Editorial: Costs of road maintenance failures

The potholes affecting people’s lives

Neglecting road infrastructure maintenance often leads to short-term savings but results in significant long-term expenses. While deferring maintenance may reduce immediate costs, it creates hidden hazards that can impede economic development and affect people’s quality of life. 

The maintenance of roads in our towns and villages has been neglected for far too long. While there have been remarkable improvements in the main road network, ignoring road maintenance in town cores poses an avoidable risk to public safety. It impedes access to essential services, especially for vulnerable people.

Ordinary people’s disgust with the state of our roads sometimes drives some individuals to vent their frustration in poignant ways. A main road in San Ġwann, riddled with potholes – which forced an angry resident to highlight the problem by spraying phallic symbols around the re-emerging potholes – was given a temporary facelift four months ago. These repairs did not last long.

This week, the Small Claims Tribunal awarded a car owner’s insurance company €550, holding that the Pembroke local council was to blame for the damage from poor road maintenance.

Many road users can list various failures that are making our roads unsafe. These include potholes, cracks, and visible wheel marks or grooves on road surfaces caused by repetitive heavy traffic loads, pavements with dangerous steep ramps leading to underground garages, detachment of aggregate particles from the surface of the roads, leaving a rough and loose texture, and sunken areas in road surfaces, often caused by inadequate support from the subgrade layers.

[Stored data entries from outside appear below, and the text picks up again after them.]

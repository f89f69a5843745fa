use orrery_engine::{
    FrameBuffer, FrameOutcome, Outbox, UserIntent, Viewer, ViewerConfig, ViewerEvent,
};

/// Owns the viewer and the CPU-side frame the page reads back.
///
/// The page holds exactly one runner inside a `thread_local!` and reaches it
/// through free `#[wasm_bindgen]` functions, because wasm-bindgen cannot
/// export generic structs directly.
pub struct ViewerRunner {
    viewer: Viewer<Outbox>,
    frame: FrameBuffer,
    last_outcome: FrameOutcome,
}

impl ViewerRunner {
    pub fn new(config: ViewerConfig) -> Self {
        Self {
            viewer: Viewer::new(config, Outbox::new()),
            frame: FrameBuffer::new(),
            last_outcome: FrameOutcome::Idle,
        }
    }

    /// Size the surface and ask the simulation for its world.
    pub fn init(&mut self, width: f64, height: f64, dpr: f64) {
        self.viewer.apply_intent(UserIntent::Resize { width, height, dpr });
        self.viewer.start();
    }

    pub fn on_message(&mut self, json: &str, now: f64) {
        self.viewer.handle_json(json, now);
    }

    pub fn push_intent(&mut self, intent: UserIntent) {
        self.viewer.push_intent(intent);
    }

    /// Run one display frame. Returns 0 when idle, 1 for a direct render and
    /// 2 for an interpolated one.
    pub fn frame(&mut self, now: f64) -> u32 {
        self.last_outcome = self.viewer.frame(now, &mut self.frame);
        match self.last_outcome {
            FrameOutcome::Idle => 0,
            FrameOutcome::Direct => 1,
            FrameOutcome::Interpolated { .. } => 2,
        }
    }

    /// Alpha of the last interpolated frame, else 1.
    pub fn last_alpha(&self) -> f64 {
        match self.last_outcome {
            FrameOutcome::Interpolated { alpha } => alpha,
            _ => 1.0,
        }
    }

    pub fn viewer(&self) -> &Viewer<Outbox> {
        &self.viewer
    }

    // ---- Outbound ----

    /// Messages for the simulation worker as a JSON array, oldest first.
    pub fn take_outbound_json(&mut self) -> String {
        match self.viewer.channel_mut().drain_json() {
            Ok(json) => json,
            Err(e) => {
                log::warn!("runner: could not encode outbound messages: {e}");
                "[]".to_owned()
            }
        }
    }

    /// UI events since the last call, as a JSON array.
    pub fn take_events_json(&mut self) -> String {
        let events: Vec<serde_json::Value> = self
            .viewer
            .take_events()
            .into_iter()
            .map(|event| match event {
                ViewerEvent::Picked(id) => serde_json::json!({ "type": "picked", "id": id }),
                ViewerEvent::BodiesChanged => serde_json::json!({ "type": "bodiesChanged" }),
            })
            .collect();
        serde_json::Value::Array(events).to_string()
    }

    // ---- Frame buffers for zero-copy reads ----

    pub fn under_vertices_ptr(&self) -> *const f32 {
        self.frame.under.buffer_ptr()
    }

    pub fn under_vertex_count(&self) -> u32 {
        self.frame.under.vertex_count() as u32
    }

    pub fn disc_instances_ptr(&self) -> *const f32 {
        self.frame.discs.instances_ptr()
    }

    pub fn disc_instance_count(&self) -> u32 {
        self.frame.discs.instance_count() as u32
    }

    pub fn over_vertices_ptr(&self) -> *const f32 {
        self.frame.over.buffer_ptr()
    }

    pub fn over_vertex_count(&self) -> u32 {
        self.frame.over.vertex_count() as u32
    }

    // ---- Text and JSON accessors ----

    pub fn labels_json(&self) -> String {
        self.frame.labels_json().unwrap_or_else(|e| {
            log::warn!("runner: could not encode labels: {e}");
            "[]".to_owned()
        })
    }

    pub fn backdrop_json(&self) -> String {
        self.frame.backdrop_json().unwrap_or_else(|e| {
            log::warn!("runner: could not encode backdrop: {e}");
            "null".to_owned()
        })
    }

    pub fn body_groups_json(&self) -> String {
        self.viewer.groups().to_json().unwrap_or_else(|e| {
            log::warn!("runner: could not encode body groups: {e}");
            "null".to_owned()
        })
    }

    pub fn status_text(&self) -> String {
        self.viewer.status().to_owned()
    }

    pub fn inspector_text(&self) -> String {
        self.viewer.inspector().to_owned()
    }

    pub fn zoom(&self) -> f64 {
        self.viewer.camera().zoom
    }

    pub fn follow_id(&self) -> Option<String> {
        self.viewer.camera().follow_id().map(|id| id.to_string())
    }

    pub fn selected_id(&self) -> Option<String> {
        self.viewer.selected().map(|id| id.to_string())
    }
}

#[cfg(test)]
mod tests {
    use super::*;

    const SNAPSHOT: &str = r#"{"type":"SNAPSHOT","snapshot":{"seed":"demo-seed-001",
        "timeSeconds":0,"paused":false,"timeScale":1,"bodies":[
          {"id":"star-0","type":"star","name":"Sol","mass":1.989e30,"radius":6.9634e8,
           "position":{"x":0,"y":0,"z":0}},
          {"id":"p1","type":"planet","name":"Terra","mass":5.972e24,"radius":6.371e6,
           "position":{"x":1.0e11,"y":0,"z":0},
           "orbit":{"parentId":"star-0","semiMajorAxis":1.0e11,"eccentricity":0.0}}
        ]}}"#;

    #[test]
    fn init_queues_startup_messages() {
        let mut runner = ViewerRunner::new(ViewerConfig::default());
        runner.init(1200.0, 800.0, 2.0);
        assert_eq!(
            runner.take_outbound_json(),
            r#"[{"type":"INIT","seed":"demo-seed-001"},{"type":"SET_TIMESCALE","timeScale":1.0}]"#
        );
        assert_eq!(runner.take_outbound_json(), "[]");
    }

    #[test]
    fn frame_fills_buffers_after_first_snapshot() {
        let mut runner = ViewerRunner::new(ViewerConfig::default());
        runner.init(1200.0, 800.0, 1.0);
        assert_eq!(runner.frame(0.0), 0);

        runner.on_message(SNAPSHOT, 10.0);
        assert_eq!(runner.frame(20.0), 1);
        assert_eq!(runner.disc_instance_count(), 2);
        assert!(runner.under_vertex_count() > 0);
        assert!(runner.over_vertex_count() > 0);
        assert!(runner.labels_json().contains("Terra"));
        assert!(runner.backdrop_json().contains("inner_radius"));
        assert!(runner.body_groups_json().contains(r#""selected":"p1""#));
        assert_eq!(runner.selected_id().as_deref(), Some("p1"));
        assert_eq!(runner.take_events_json(), r#"[{"type":"bodiesChanged"}]"#);
    }
}
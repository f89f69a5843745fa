pub mod config;
pub mod readout;
pub mod types;
pub mod viewer;
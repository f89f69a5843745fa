//! Drawing surface contract.
//!
//! The scene renderer issues draw calls against [`DrawSurface`]; it never
//! touches a concrete backend. All coordinates are device pixels with the
//! origin at the top-left of the viewport.

use glam::Vec2;
use serde::Serialize;

/// RGBA color, each channel in 0.0 - 1.0.
#[derive(Debug, Clone, Copy, PartialEq, Serialize)]
pub struct Color {
    pub r: f32,
    pub g: f32,
    pub b: f32,
    pub a: f32,
}

impl Color {
    pub const fn new(r: f32, g: f32, b: f32, a: f32) -> Self {
        Self { r, g, b, a }
    }

    /// Color from u8 RGB channels and a float alpha, like a CSS `rgba()`.
    pub fn rgba8(r: u8, g: u8, b: u8, a: f32) -> Self {
        Self {
            r: r as f32 / 255.0,
            g: g as f32 / 255.0,
            b: b as f32 / 255.0,
            a,
        }
    }

    pub const fn with_alpha(self, a: f32) -> Self {
        Self { a, ..self }
    }

    pub const WHITE: Self = Self::new(1.0, 1.0, 1.0, 1.0);
}

impl Default for Color {
    fn default() -> Self {
        Self::WHITE
    }
}

/// Full-viewport radial gradient painted behind everything else.
#[derive(Debug, Clone, Copy, PartialEq, Serialize)]
pub struct Backdrop {
    pub inner_center: Vec2,
    pub inner_radius: f32,
    pub outer_center: Vec2,
    pub outer_radius: f32,
    pub inner_color: Color,
    pub outer_color: Color,
    pub size: Vec2,
}

/// A shaded body disc: radial-gradient fill plus a soft glow.
#[derive(Debug, Clone, Copy, PartialEq)]
pub struct Disc {
    pub center: Vec2,
    pub radius: f32,
    pub fill: Color,
    pub glow: Color,
    pub glow_blur: f32,
}

/// A text label anchored at its baseline start.
#[derive(Debug, Clone, PartialEq, Serialize)]
pub struct Label {
    pub text: String,
    pub position: Vec2,
    pub font_px: f32,
    pub color: Color,
}

/// Backend-neutral 2D drawing target.
pub trait DrawSurface {
    /// Drop everything drawn for the previous frame.
    fn clear(&mut self);

    fn backdrop(&mut self, backdrop: &Backdrop);

    fn fill_circle(&mut self, center: Vec2, radius: f32, color: Color);

    fn stroke_circle(&mut self, center: Vec2, radius: f32, width: f32, color: Color);

    /// Stroke a polyline; `closed` joins the last point back to the first.
    fn stroke_path(&mut self, points: &[Vec2], closed: bool, width: f32, color: Color);

    fn disc(&mut self, disc: &Disc);

    fn label(&mut self, label: &Label);
}

#[cfg(test)]
pub(crate) mod recording {
    //! Test double that records draw calls.

    use super::*;

    #[derive(Debug, Clone, PartialEq)]
    pub enum DrawCall {
        Clear,
        Backdrop,
        FillCircle { center: Vec2, radius: f32 },
        StrokeCircle { center: Vec2, radius: f32 },
        StrokePath { points: Vec<Vec2>, closed: bool },
        Disc(Disc),
        Label(Label),
    }

    #[derive(Debug, Default)]
    pub struct RecordingSurface {
        pub calls: Vec<DrawCall>,
    }

    impl RecordingSurface {
        pub fn closed_paths(&self) -> usize {
            self.calls
                .iter()
                .filter(|c| matches!(c, DrawCall::StrokePath { closed: true, .. }))
                .count()
        }

        pub fn discs(&self) -> Vec<&Disc> {
            self.calls
                .iter()
                .filter_map(|c| match c {
                    DrawCall::Disc(d) => Some(d),
                    _ => None,
                })
                .collect()
        }

        pub fn labels(&self) -> Vec<&str> {
            self.calls
                .iter()
                .filter_map(|c| match c {
                    DrawCall::Label(l) => Some(l.text.as_str()),
                    _ => None,
                })
                .collect()
        }
    }

    impl DrawSurface for RecordingSurface {
        fn clear(&mut self) {
            self.calls.clear();
            self.calls.push(DrawCall::Clear);
        }

        fn backdrop(&mut self, _backdrop: &Backdrop) {
            self.calls.push(DrawCall::Backdrop);
        }

        fn fill_circle(&mut self, center: Vec2, radius: f32, _color: Color) {
            self.calls.push(DrawCall::FillCircle { center, radius });
        }

        fn stroke_circle(&mut self, center: Vec2, radius: f32, _width: f32, _color: Color) {
            self.calls.push(DrawCall::StrokeCircle { center, radius });
        }

        fn stroke_path(&mut self, points: &[Vec2], closed: bool, _width: f32, _color: Color) {
            self.calls.push(DrawCall::StrokePath {
                points: points.to_vec(),
                closed,
            });
        }

        fn disc(&mut self, disc: &Disc) {
            self.calls.push(DrawCall::Disc(*disc));
        }

        fn label(&mut self, label: &Label) {
            self.calls.push(DrawCall::Label(label.clone()));
        }
    }
}

#[cfg(test)]
mod tests {
    use super::*;

    #[test]
    fn rgba8_scales_channels() {
        let c = Color::rgba8(255, 0, 51, 0.5);
        assert_eq!(c.r, 1.0);
        assert_eq!(c.g, 0.0);
        assert!((c.b - 0.2).abs() < 1e-6);
        assert_eq!(c.a, 0.5);
    }

    #[test]
    fn with_alpha_keeps_rgb() {
        let c = Color::WHITE.with_alpha(0.25);
        assert_eq!((c.r, c.g, c.b, c.a), (1.0, 1.0, 1.0, 0.25));
    }
}
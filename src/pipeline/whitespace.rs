//! Whitespace normalization, applied once as the last stage.
//!
//! Rules:
//!
//! - every whitespace run becomes one space, inside markup too
//! - whitespace directly before a tag's closing `>` is removed
//! - every `<br>` variant (`<BR>`, `<br/>`, `<br clear=all>`) becomes `<br>`
//! - more than two consecutive `<br>` collapse to two
//! - whitespace next to `<br>`, `<p …>` and `</p>` is removed
//! - paragraphs that end up empty are deleted
//! - the document is trimmed
//!
//! Only real tags count as markup. A `<` that does not open a tag (`a < b`,
//! `< b>`) is text and the space after it is kept.
//!
//! The output is built as a stack of [`Piece`]s and every decision looks only
//! at the top of that stack, so removing an empty paragraph immediately
//! exposes whatever came before it to the tokens that follow. That is what
//! makes the result stable under a second application.

use super::token::{tokenize, TokenKind};

#[derive(Debug, Clone, PartialEq, Eq)]
enum Piece {
    Text(String),
    Break,
    ParaOpen(String),
    ParaClose(String),
    Markup(String),
}

impl Piece {
    fn is_block_edge(&self) -> bool {
        matches!(self, Piece::Break | Piece::ParaOpen(_) | Piece::ParaClose(_))
    }

    fn as_str(&self) -> &str {
        match self {
            Piece::Text(s) | Piece::ParaOpen(s) | Piece::ParaClose(s) | Piece::Markup(s) => s,
            Piece::Break => "<br>",
        }
    }
}

/// Normalize whitespace, line breaks and empty paragraphs.
pub fn normalize(input: &str) -> String {
    let mut pass = Normalizer::run(input);
    // Deleting an empty paragraph can splice two text runs into something
    // that tokenizes differently (`<` + `br>`). Repeat until stable; every
    // pass is length non-increasing, so this terminates.
    while pass.spliced {
        let next = Normalizer::run(&pass.output);
        if next.output == pass.output {
            break;
        }
        pass = next;
    }
    pass.output
}

struct Pass {
    output: String,
    spliced: bool,
}

#[derive(Default)]
struct Normalizer {
    pieces: Vec<Piece>,
    spliced: bool,
}

impl Normalizer {
    fn run(input: &str) -> Pass {
        let mut n = Normalizer::default();

        for token in tokenize(input) {
            match token.kind {
                TokenKind::Text => n.push_text(collapse_whitespace(token.text)),
                TokenKind::OpenTag | TokenKind::CloseTag => match token.tag() {
                    Some(tag) if tag.is_named("br") && !tag.is_closing() => n.push_break(),
                    Some(tag) if tag.is_named("p") && !tag.is_self_closing() => {
                        let text = tidy_markup(token.text);
                        if tag.is_closing() {
                            n.close_paragraph(text);
                        } else {
                            n.trim_tail();
                            n.pieces.push(Piece::ParaOpen(text));
                        }
                    }
                    _ => n.pieces.push(Piece::Markup(tidy_markup(token.text))),
                },
                _ => n.pieces.push(Piece::Markup(tidy_markup(token.text))),
            }
        }

        n.finish()
    }

    fn push_text(&mut self, text: String) {
        let text = match self.pieces.last() {
            Some(p) if p.is_block_edge() => text.trim_start().to_string(),
            _ => text,
        };
        if text.is_empty() {
            return;
        }
        if let Some(Piece::Text(last)) = self.pieces.last_mut() {
            if last.ends_with(' ') && text.starts_with(' ') {
                last.push_str(&text[1..]);
            } else {
                last.push_str(&text);
            }
            return;
        }
        self.pieces.push(Piece::Text(text));
    }

    fn push_break(&mut self) {
        self.trim_tail();
        let run = self
            .pieces
            .iter()
            .rev()
            .take_while(|p| **p == Piece::Break)
            .count();
        if run < 2 {
            self.pieces.push(Piece::Break);
        }
    }

    fn close_paragraph(&mut self, text: String) {
        self.trim_tail();
        if matches!(self.pieces.last(), Some(Piece::ParaOpen(_))) {
            self.pieces.pop();
            if matches!(self.pieces.last(), Some(Piece::Text(_))) {
                self.spliced = true;
            }
        } else {
            self.pieces.push(Piece::ParaClose(text));
        }
    }

    /// Remove trailing whitespace from a text piece on top of the stack,
    /// dropping the piece if nothing is left.
    fn trim_tail(&mut self) {
        if let Some(Piece::Text(last)) = self.pieces.last_mut() {
            let len = last.trim_end().len();
            last.truncate(len);
            if last.is_empty() {
                self.pieces.pop();
            }
        }
    }

    fn finish(mut self) -> Pass {
        self.trim_tail();
        if let Some(Piece::Text(first)) = self.pieces.first_mut() {
            let start = first.len() - first.trim_start().len();
            first.drain(..start);
        }

        let output = self.pieces.iter().map(Piece::as_str).collect();
        Pass {
            output,
            spliced: self.spliced,
        }
    }
}

fn collapse_whitespace(text: &str) -> String {
    let mut out = String::with_capacity(text.len());
    let mut in_run = false;
    for c in text.chars() {
        if c.is_whitespace() {
            if !in_run {
                out.push(' ');
            }
            in_run = true;
        } else {
            out.push(c);
            in_run = false;
        }
    }
    out
}

/// Collapse whitespace inside a markup token and drop any left before `>`.
fn tidy_markup(text: &str) -> String {
    let collapsed = collapse_whitespace(text);
    match collapsed.strip_suffix('>') {
        Some(body) => format!("{}>", body.trim_end()),
        None => collapsed,
    }
}

#[cfg(test)]
mod tests {
    use super::*;

    #[test]
    fn test_collapses_runs() {
        assert_eq!(normalize("a \n\t b"), "a b");
        assert_eq!(normalize("<p>Hello   <b>World</b></p>"), "<p>Hello <b>World</b></p>");
    }

    #[test]
    fn test_whitespace_before_closing_delimiter() {
        assert_eq!(normalize("<a href=x >y</a >"), "<a href=x>y</a>");
        assert_eq!(normalize("<td\n  width=5\n>x</td>"), "<td width=5>x</td>");
    }

    #[test]
    fn test_break_variants_canonicalized() {
        assert_eq!(normalize("a<BR>b<br/>c<br />d<br clear=all>e"), "a<br>b<br>c<br>d<br>e");
        assert_eq!(normalize("a <br> b"), "a<br>b");
    }

    #[test]
    fn test_break_runs_capped_at_two() {
        assert_eq!(normalize("a<br><br><br><br>b"), "a<br><br>b");
        assert_eq!(normalize("a<br> <br>\n<br>b"), "a<br><br>b");
    }

    #[test]
    fn test_empty_paragraphs_removed() {
        assert_eq!(normalize("<p>x</p><p> </p><p class=a>&#8203;</p>"), "<p>x</p><p class=a>&#8203;</p>");
        assert_eq!(normalize("<p></p><p>\n</p>"), "");
        assert_eq!(normalize("<p><p></p></p>x"), "x");
    }

    #[test]
    fn test_paragraph_edges_trimmed() {
        assert_eq!(normalize("<p>  Hello  </p>\n<p> World</p>"), "<p>Hello</p><p>World</p>");
    }

    #[test]
    fn test_removal_cascades() {
        assert_eq!(normalize("a<br><br><p></p><br>b"), "a<br><br>b");
        assert_eq!(normalize("x <p></p> y"), "x y");
    }

    #[test]
    fn test_document_trimmed() {
        assert_eq!(normalize("\n\n  <b>x</b>  \n"), "<b>x</b>");
        assert_eq!(normalize("   "), "");
        assert_eq!(normalize(""), "");
    }

    #[test]
    fn test_bracket_in_text_is_not_markup() {
        assert_eq!(normalize("if a < b  and c >  d"), "if a < b and c > d");
        assert_eq!(normalize("<p>< b> x</p>"), "<p>< b> x</p>");
    }

    #[test]
    fn test_splice_is_resolved() {
        let once = normalize("x <<p></p>br> y");
        assert_eq!(once, "x<br>y");
        assert_eq!(normalize(&once), once);
    }

    #[test]
    fn test_idempotent_on_samples() {
        for sample in [
            "<p> a <br/> <br/> <br/> b </p>\n\n<p>\u{a0}</p>",
            "1 < 2 <b >bold </b>",
            "<!--  c  --> <P>x</P>",
            "<p>a <p></p></p>",
        ] {
            let once = normalize(sample);
            assert_eq!(normalize(&once), once, "input: {sample:?}");
        }
    }
}
//! Tokenizer: split a document into tags, comments, declarations and text.
//!
//! Every later stage is a filter over this token stream instead of a chain
//! of whole-string regex substitutions. The token kinds are defined with the
//! logos derive macro, which compiles them into a single DFA, so tokenizing
//! is one forward scan with no backtracking regardless of how malformed the
//! markup is.
//!
//! The tokenizer is total: bytes that match no kind (a stray `<`, an
//! unterminated `<!--`) come out as [`TokenKind::Text`], and concatenating
//! the text of every token reproduces the input exactly.

use logos::Logos;

use super::markup::Tag;

/// Lexical category of a [`Token`].
#[derive(Logos, Debug, Clone, Copy, PartialEq, Eq)]
pub enum TokenKind {
    /// `<!-- … -->`, including conditional comments. Ends at the first `-->`.
    #[token("<!--", lex_comment)]
    Comment,

    /// `<?xml … ?>`, `<?xml:namespace … />` and other processing instructions.
    #[regex(r"<\?[^>]*>")]
    Instruction,

    /// `<!DOCTYPE …>`, `<![if …]>`, `<![endif]>`.
    #[regex(r"<![^>\-][^>]*>")]
    Declaration,

    #[regex(r"<[A-Za-z][^>]*>")]
    OpenTag,

    #[regex(r"</[A-Za-z][^>]*>")]
    CloseTag,

    #[regex(r"[^<]+")]
    Text,
}

/// Consume a comment body up to and including the first `-->`.
///
/// Returning `false` for an unterminated comment turns the `<!--` into an
/// error token, which [`Tokens`] hands out as plain text.
fn lex_comment(lex: &mut logos::Lexer<'_, TokenKind>) -> bool {
    match lex.remainder().find("-->") {
        Some(end) => {
            lex.bump(end + 3);
            true
        }
        None => false,
    }
}

/// One lexical unit, borrowing its text from the source document.
#[derive(Debug, Clone, Copy, PartialEq, Eq)]
pub struct Token<'a> {
    pub kind: TokenKind,
    pub text: &'a str,
}

impl<'a> Token<'a> {
    pub fn is_tag(&self) -> bool {
        matches!(self.kind, TokenKind::OpenTag | TokenKind::CloseTag)
    }

    /// Parse an open or close tag token. Returns `None` for every other kind.
    pub fn tag(&self) -> Option<Tag<'a>> {
        if self.is_tag() {
            Tag::parse(self.text)
        } else {
            None
        }
    }

    /// True for the markers of a conditional comment, in either form:
    ///
    /// * downlevel-hidden: `<!--[if gte mso 9]> … <![endif]-->`,
    ///   `<!--[if !supportLists]-->`, `<!--[endif]-->`
    /// * downlevel-revealed: `<![if !vml]>`, `<![endif]>`
    pub fn is_conditional_comment(&self) -> bool {
        let body = match self.kind {
            TokenKind::Comment => &self.text[4..],
            TokenKind::Declaration => &self.text[2..],
            _ => return false,
        };
        let body = body.trim_start();
        starts_with_ignore_case(body, "[if") || starts_with_ignore_case(body, "[endif")
    }
}

/// Lazy token iterator returned by [`tokenize`].
pub struct Tokens<'a> {
    lexer: logos::Lexer<'a, TokenKind>,
}

impl<'a> Iterator for Tokens<'a> {
    type Item = Token<'a>;

    fn next(&mut self) -> Option<Token<'a>> {
        let kind = self.lexer.next()?.unwrap_or(TokenKind::Text);
        Some(Token {
            kind,
            text: self.lexer.slice(),
        })
    }
}

/// Tokenize a document lazily.
pub fn tokenize(source: &str) -> Tokens<'_> {
    Tokens {
        lexer: TokenKind::lexer(source),
    }
}

pub(crate) fn starts_with_ignore_case(haystack: &str, prefix: &str) -> bool {
    haystack
        .get(..prefix.len())
        .is_some_and(|head| head.eq_ignore_ascii_case(prefix))
}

In areas wrecked by excessive construction, like St Julian’s and Sliema, the pavements are a disgrace, posing a danger to any pedestrian who risks mounting them.

Poor water drainage and misaligned manhole covers are other hazards drivers must manage, especially in heavy rainstorms. There is not just one reason for the authorities’ unacceptable disregard for the duty of care for ordinary citizens.

Local councils are, in theory, responsible for road maintenance in town centres. Councillors are undoubtedly well informed about what needs to be done to maintain the roads in their area of responsibility. However, if the central government does not give them the proper technical and financial support, road maintenance is put on the back burner.

Local council officials must show more empathy when frustrated residents claim damages allegedly caused by road maintenance failures.

To mitigate the endemic challenge of making our roads safe, a multi-pronged approach must be adopted. The central government must define a proactive maintenance programme with clear objectives and financing plans in consultation with local councils.

Competent infrastructure engineers must also manage maintenance work, continuously supervising contractors to ensure that the job is of the highest quality and has the minimum impact on residents.  

When these best-practice road maintenance initiatives are adopted, it is crucial that the different stakeholders are held accountable for the outcome of the investment made.

Local councils and the central government must accept that accidents caused by poor road maintenance on all our roads are actionable in our courts, and aggrieved citizens who prove their claims are entitled to compensation.

Politicians must acknowledge that road users have a legal and moral right to safe roads.

In a country that prides itself on progress, the persistent failure to maintain basic infrastructure is a national embarrassment. Clean, safe, and accessible roads are not a luxury. They are a fundamental public service. Malta must treat road maintenance as a matter of public duty, not political convenience or administrative afterthought. Is it too much to ask?